I'm about 30, university educated in Medical Genetics and now Chemistry. I have had jobs as a check-out chick, a secretary/PA, an office worker. I am very good at these and have a very high typing speed. I'm also a good supervisor/trainer. I suck at teaching, so please don't suggest that, I've pretty much closed that door all by myself, although am desperately trying to wedge it open.
I want a job that's either in school term time OR that lets me work 2-3 days a week OR that lets me work from home some of the time.
My hobbies include reading, the aetiology of the English language, cooking, sewing, knitting, fantasy RPGs, BellyBelly. And obviously I like sciencey stuff too, particularly the sub-molecular branches.
The job also has to pay quite well, as we need me on a decent salary to buy a decent house.
Ummm, magician? That would be fun... Don't know about the hours though.
A sciencey-job in a university? As a research assistant or whatever. The money is pretty good, the hours are very flexible, and the working conditions are great.
My DH is an academic, and we moved to this town for his job, so a lot of our friends are uni-based and this is what they do. Some do shifted work weeks, where they work Tues-Sat, some do really early days, like 7-3, some do four day 40 hour weeks, and some are part time. It seems to be very kid-friendly.
You say you don't want teaching, but you also say you are good at training. Have you thought about adult education/training? Teaching adults is different to teaching children so maybe you could look at doing something in that area. In Australia, we have TAFE colleges for adult education, do you have anything like that over there? You could do job training for people to get them back into the workforce etc.
Medical Researcher/Scientist. If your pedantic then that's a plus My sister did a genetic counselling degree and now works in breast cancer research. I did psychology and worked in sleep research, so it's pretty flexible. Basically, if you've got a science degree - apply. Decent wage (casual was around 25-30 an hour for lowest rung as I was just out of uni, I think the ceiling might be somewhere around 70,000?) daytime hours, and a lot of ppl job share. It's a good mix of paperwork and people work, although if you work in a hospital then you gotta deal with Dr's (and their ego's).
i was going to suggest a job within a uni as well. i've worked at one before & thought they were very family-friendly & flexible regarding work/life balance and hours. not sure about in the uk, but here they tend to have great benefits with regards to pension schemes & holidays that balance out wages that tend to be lower than the private sector.
Not sure of the UK equivalent but perhaps in a more administrative role in a school so burser or something like that. Rather than a teacher are there lab assistants positions in the senior schools/unis - so involved in preparation of experiments etc but not directly responsible for the lessons and students???
Medical typing - perhaps there is scope to do that from home even?

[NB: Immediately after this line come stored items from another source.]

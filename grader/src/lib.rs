//! # Grader Library
//!
//! The answer pattern compiler and grading engine: given a question's stored
//! answer key (raw author patterns plus a case-sensitivity flag) and a
//! learner's submission, decide deterministically whether the submission is
//! correct. The same compiler drives both the authoring preview and the
//! scoring path, so the forms an author is shown are exactly the forms a
//! learner is graded against.
//!
//! ## Key Concepts
//! - **Pattern compiler**: expands optional segments and `[OR]` alternatives
//!   into the finite accepted-form set ([`pattern`], [`accepted`]).
//! - **Strategies**: one matcher per question-type family ([`strategies`]).
//! - **GradingJob**: grades a batch of questions and aggregates a report.
//!
//! Grading is pure, synchronous, and free of I/O; every call is independent
//! and may run in parallel with any other.

pub mod accepted;
pub mod error;
pub mod pattern;
pub mod report;
pub mod strategies;
pub mod traits;
pub mod types;
pub mod utilities;

use tracing::{debug, warn};
use util::question::{Answer, Question, QuestionType};

use crate::accepted::AcceptedForms;
use crate::error::GradeResult;
use crate::report::{GradeReport, GradeReportResponse};
use crate::strategies::matching::MatchingStrategy;
use crate::strategies::multi_choice::MultiChoiceStrategy;
use crate::strategies::single_choice::SingleChoiceStrategy;
use crate::strategies::text::TextStrategy;
use crate::traits::strategy::GradingStrategy;
use crate::types::{QuestionVerdict, Submission};

/// Grade one submission against one question.
///
/// Dispatch is an exhaustive match over [`QuestionType`]: a new question type
/// does not compile until it has a strategy branch. Multiple choice splits on
/// the stored answer count, since one stored letter is a single-select
/// question and two or more make it multi-select.
pub fn grade_question(
    question: &Question,
    answer: &Answer,
    submission: &Submission,
) -> GradeResult<QuestionVerdict> {
    let strategy: &dyn GradingStrategy = match question.question_type {
        QuestionType::FillInBlank => &TextStrategy,
        QuestionType::MultipleChoice => {
            if answer.correct_answers.len() >= 2 {
                &MultiChoiceStrategy
            } else {
                &SingleChoiceStrategy
            }
        }
        QuestionType::TrueFalseNotGiven | QuestionType::YesNoNotGiven => &SingleChoiceStrategy,
        QuestionType::Matching | QuestionType::HeadingMatching => &MatchingStrategy,
    };

    let result = strategy.grade(question, answer, submission);
    match &result {
        Ok(graded) => {
            debug!(question_id = question.id, verdict = ?graded.verdict, "graded question")
        }
        Err(error) => {
            warn!(question_id = question.id, %error, "question cannot be graded")
        }
    }
    result
}

/// Expand an answer key into the canonical forms it accepts, for the
/// authoring preview.
///
/// This goes through the same compiler and normalizer as grading, which is
/// what keeps the preview and the scoring path from ever diverging.
pub fn preview_accepted_forms(
    correct_answers: &[String],
    case_sensitive: bool,
) -> GradeResult<Vec<String>> {
    Ok(AcceptedForms::build(correct_answers, case_sensitive)?.into_vec())
}

/// One question to grade: the stored question and answer key plus the
/// learner's submission.
pub struct GradingEntry {
    pub question: Question,
    pub answer: Answer,
    pub submission: Submission,
}

/// Represents a grading job for one submitted attempt.
///
/// Grades every entry in order and aggregates the verdicts into a
/// [`GradeReport`]. A configuration error on any entry aborts the job with
/// that error; an incorrect answer is a normal verdict and never aborts.
pub struct GradingJob {
    entries: Vec<GradingEntry>,
}

impl GradingJob {
    pub fn new(entries: Vec<GradingEntry>) -> Self {
        Self { entries }
    }

    /// Append one more question to the job.
    pub fn with_entry(mut self, entry: GradingEntry) -> Self {
        self.entries.push(entry);
        self
    }

    /// Run grading and build the report.
    pub fn grade(self) -> GradeResult<GradeReportResponse> {
        let mut results = Vec::with_capacity(self.entries.len());
        for entry in &self.entries {
            results.push(grade_question(&entry.question, &entry.answer, &entry.submission)?);
        }
        Ok(GradeReport::new(results).into())
    }
}
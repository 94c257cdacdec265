//! Text canonicalization applied to every accepted form and every submission
//! before comparison. Keeping this in one place is what guarantees the
//! authoring preview and the grading path can never disagree about whitespace
//! or case.

/// Canonicalize `text`: trim, collapse every whitespace run to one ASCII
/// space, and fold to lowercase unless `case_sensitive`.
///
/// Punctuation is left untouched; it is significant for textual equivalence.
/// The function is idempotent: normalizing an already-normalized string is a
/// no-op.
pub fn normalize(text: &str, case_sensitive: bool) -> String {
    let collapsed = text.split_whitespace().collect::<Vec<_>>().join(" ");
    if case_sensitive {
        collapsed
    } else {
        collapsed.to_lowercase()
    }
}
pub mod strategy;
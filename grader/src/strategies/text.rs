//! Strategy for fill-in-blank and short-answer questions: the submission is
//! correct iff its normalized form is a member of the accepted-form set
//! compiled from the answer key. Multi-blank questions compare positionally,
//! blank by blank, all-or-nothing.

use util::question::{Answer, Question};

use crate::accepted::AcceptedForms;
use crate::error::{GradeResult, GraderError};
use crate::traits::strategy::GradingStrategy;
use crate::types::{QuestionVerdict, Submission, Verdict};

/// Grades free-text answers against the compiled accepted-form set.
pub struct TextStrategy;

impl GradingStrategy for TextStrategy {
    fn grade(
        &self,
        question: &Question,
        answer: &Answer,
        submission: &Submission,
    ) -> GradeResult<QuestionVerdict> {
        let blanks = question.config.blank_count();
        match submission {
            Submission::Text(text) if blanks == 1 => {
                let forms = AcceptedForms::build(&answer.correct_answers, answer.case_sensitive)?;
                let verdict = Verdict::from_bool(forms.contains(text, answer.case_sensitive));
                Ok(QuestionVerdict {
                    question_id: question.id,
                    verdict,
                    submitted: submission.display(),
                    accepted: forms.into_vec(),
                })
            }
            Submission::Texts(texts) if blanks > 1 => {
                let slots = AcceptedForms::build_slots(
                    &answer.correct_answers,
                    answer.case_sensitive,
                    blanks,
                )?;
                if texts.len() != slots.len() {
                    return Err(GraderError::SubmissionMismatch(question.question_type));
                }
                let all_match = slots
                    .iter()
                    .zip(texts)
                    .all(|(slot, text)| slot.contains(text, answer.case_sensitive));
                // Review display: one entry per blank, alternatives joined the
                // way authors write them.
                let accepted = slots
                    .into_iter()
                    .map(|slot| slot.into_vec().join(" | "))
                    .collect();
                Ok(QuestionVerdict {
                    question_id: question.id,
                    verdict: Verdict::from_bool(all_match),
                    submitted: submission.display(),
                    accepted,
                })
            }
            _ => Err(GraderError::SubmissionMismatch(question.question_type)),
        }
    }
}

It is really hard trying to get hours to suit and manage the $$. Good Luck!
I do need a job that pays quite well, and sadly the UK doesn't value scientists and people in further education as much as Australia obviously does! Very few school jobs pay well if you're not a teacher too. It sucks! (If I taught just at college then I'd not be eligable to teach in a school, but would only get about £15-16k. Lab assistant in a uni, I'd be on about £14k pa, full-time - including working in the Uni holidays. Teaching assistant, £10-14k pa depending on how specialised you are.)
I have applied for a PA job that's full-time, but £24-27k a year: I'm hoping that I can do that for a year and get a mortgage on it, then maybe sort out something that pays less but is school-time only, like science prep staff or teaching assistant. That's about £10-14k over here. I need to be on more than £20k.
Hospital lab work is band 4-7: band 7 starts at £20k, but that's the head of the lab.
To be a genetic counsellor I need another two-year degree for which I will receive no funding, also it's a job I have said I would refuse to do until I've finished my family. Last thing a childless couple/couple who are considering termination for severe genetic illness need is a blooming radiant pg woman talking to them about it. But if a job came up locally I wouldn't turn it down!
I'd like to be paid well to write: guess I'll have to knock out a novel in my spare time!